Imaging and serum biomarkers
All patients underwent baseline PSMA-PET, FDG-PET and planar 99mTc-bone scan imaging. Quantitative bone scan index (BSI) was determined using EXINI software (Lundt, Sweden) by a single experienced physician. On PSMA-PET and FDG-PET, we determined SUVmax, SUVmean and total molecular volume (TMV) of disease following semi-automated tumour segmentation (MIM Software, Ohio, USA). Tumour was delineated based on SUV > 3 for PSMA-PET and SUV > SUVmean-liver +2 standard deviations (PERCIST definition) for FDG-PET. The whole-body threshold tool was used to define all activity above these limits and normal organ uptake was then erased using the 3D brush tool. Contouring was performed by two experienced nuclear medicine physicians (MH, SPT). Baseline serum biomarkers for analysis included lactate dehydrogenase (LDH), alkaline phosphatase (ALP), prostate specific antigen (PSA) and PSA doubling time (PSADT).
Statistical analysis
Univariate cox regression for continuous variables was applied to assess prognostic value for overall survival (OS). A p value ≤ 0.05 was regarded as significant. We further determined a cut-off value for all significant parameters from regression analysis using a cut-off finder. Survival data for the resulting subgroups is presented using Kaplan-Meier-curves and log-rank-comparison. R-statistics was used for statistical analysis.
Results
Analysis identified FDG-positive molecular tumour volume (FDGvol; HR 2.6, 95% CI, 1.4–4.8), mean intensity of PSMA tumour uptake (PSMAmean; HR 0.89, 95% CI, 0.8–0.98), BSI (HR 2.3;95% CI, 1.2–4.4), ALP (HR 1.1;95% CI: 1–1.2) and LDH (HR 1.2;95% CI,: 1–1.5) as potential biomarkers prognostic of overall survival (see Table 1 and Fig. 1). The determined cut-off values were mostly within the second and third quartile. Only PSMAmean displayed a cut-off value in the fourth quartile, indicating longer survival for a select group of patients with particularly high intensity of uptake in all sites of disease in PSMA-PET scans. Interestingly, neither the intensity of FDG tumour uptake (FDGmean) nor the volume of PSMA-positive molecular tumour volume (PSMAvol) were prognostic. Prostate specific antigen levels and doubling time were not prognostic. Figure 2 shows Kaplan-Meier-curves for the subgroups divided by the proposed biomarkers and their cut-off-values.
Discussion
In a theranostic setting, molecular imaging enables whole-body characterisation of the prostate cancer phenotype. The strength of FDG-PET as a biomarker in this setting is several-fold. First, in conjunction with PSMA-PET, it identifies sites of disease that are FDG-positive but PSMA image negative and may not be amenable to targeting by LuPSMA. Second, in contrast to some biomarkers, it is not limited to osseous sites of disease (such as ALP and BSI). And third, it uniquely provides a measure of tumour glycolysis, increased in aggressive tumour subtypes. Imaging biomarkers also enable a new opportunity for targeted biopsies to characterise biological and molecular heterogeneity of individual patients’ disease.

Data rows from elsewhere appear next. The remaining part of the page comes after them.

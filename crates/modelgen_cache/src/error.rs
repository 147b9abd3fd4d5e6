//! Cache error types.

use thiserror::Error;

/// Errors that can occur while looking up or releasing workspaces.
#[derive(Debug, Error)]
pub enum CacheError {
    /// The cache was constructed with an unusable configuration.
    #[error("Invalid cache configuration: {0}")]
    InvalidConfiguration(String),

    /// A resource set could not be turned into an execution context.
    #[error("Resources unavailable [{resources}]: {message}")]
    ResourceUnavailable { resources: String, message: String },

    /// Releasing an execution context failed.
    #[error("Failed to release context [{resources}]: {message}")]
    ReleaseFailure { resources: String, message: String },

    /// No worker factory is registered under the requested name.
    #[error("Worker not found: {0}")]
    WorkerNotFound(String),

    /// A registered worker factory failed.
    #[error("Failed to create worker '{name}': {message}")]
    WorkerCreation { name: String, message: String },
}

impl CacheError {
    /// Creates an invalid configuration error.
    pub fn invalid_configuration(message: impl Into<String>) -> Self {
        Self::InvalidConfiguration(message.into())
    }

    /// Creates a resource unavailable error.
    pub fn resource_unavailable(resources: impl ToString, message: impl Into<String>) -> Self {
        Self::ResourceUnavailable {
            resources: resources.to_string(),
            message: message.into(),
        }
    }

    /// Creates a release failure error.
    pub fn release(resources: impl ToString, message: impl Into<String>) -> Self {
        Self::ReleaseFailure {
            resources: resources.to_string(),
            message: message.into(),
        }
    }

    /// Creates a worker not found error.
    pub fn worker_not_found(name: impl Into<String>) -> Self {
        Self::WorkerNotFound(name.into())
    }

    /// Creates a worker creation error.
    pub fn worker_creation(name: impl Into<String>, message: impl Into<String>) -> Self {
        Self::WorkerCreation {
            name: name.into(),
            message: message.into(),
        }
    }
}
//! Execution context abstraction.
//!
//! The cache never builds execution contexts itself. A [`ContextLoader`]
//! turns a [`ResourceSet`] into an [`ExecutionContext`], and the cache only
//! decides when to build, reuse and release them.

use crate::{CacheError, ResourceSet};

/// An isolated environment built from a resource set, in which workers run.
pub trait ExecutionContext: Send + Sync {
    /// Releases the resources held by this context.
    ///
    /// The cache calls this at most once per context, on eviction or clear,
    /// after the context has left the cache and outside the cache lock.
    /// Workers still holding the context must fail afterwards instead of
    /// running against released resources.
    fn release(&self) -> Result<(), CacheError>;
}

/// Builds execution contexts from resource sets.
pub trait ContextLoader: Send + Sync {
    /// The context type produced by this loader.
    type Context: ExecutionContext;

    /// Materializes `resources` into a new execution context.
    ///
    /// Returns [`CacheError::ResourceUnavailable`] if a location cannot be
    /// resolved.
    fn load(&self, resources: &ResourceSet) -> Result<Self::Context, CacheError>;
}
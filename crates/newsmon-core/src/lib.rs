pub mod config;
pub mod error;
pub mod fetch;
pub mod filter;
pub mod models;
pub mod monitor;
pub mod pipeline;
pub mod traits;

#[cfg(any(test, feature = "testutil"))]
pub mod testutil;

pub use config::MonitorConfig;
pub use error::AppError;
pub use fetch::{FetchConfig, FetchCoordinator, FetchOutcome, TracingFetchReporter};
pub use filter::FilterEngine;
pub use models::{FilterSet, Story, parse_tokens};
pub use monitor::{MonitorService, Snapshot, TracingMonitorReporter};
pub use pipeline::NewsPipeline;
pub use traits::{NullSettings, SettingsStore, StorySource};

This study reveals that high-intensity tumour uptake on PSMA-PET identifies a cohort with long survival undergoing LuPSMA therapy. While FDG-PET, BSI, ALP and LDH are prognostic for most patients with mCRPC, high intensity of PSMA uptake may represent a unique biomarker for predicting response to LuPSMA therapy. Previously, we have reported that uptake intensity on PSMA-PET correlates with delivered radiation dose [Gy] in patients treated with LuPSMA, as well as PSA response at 12 weeks [7].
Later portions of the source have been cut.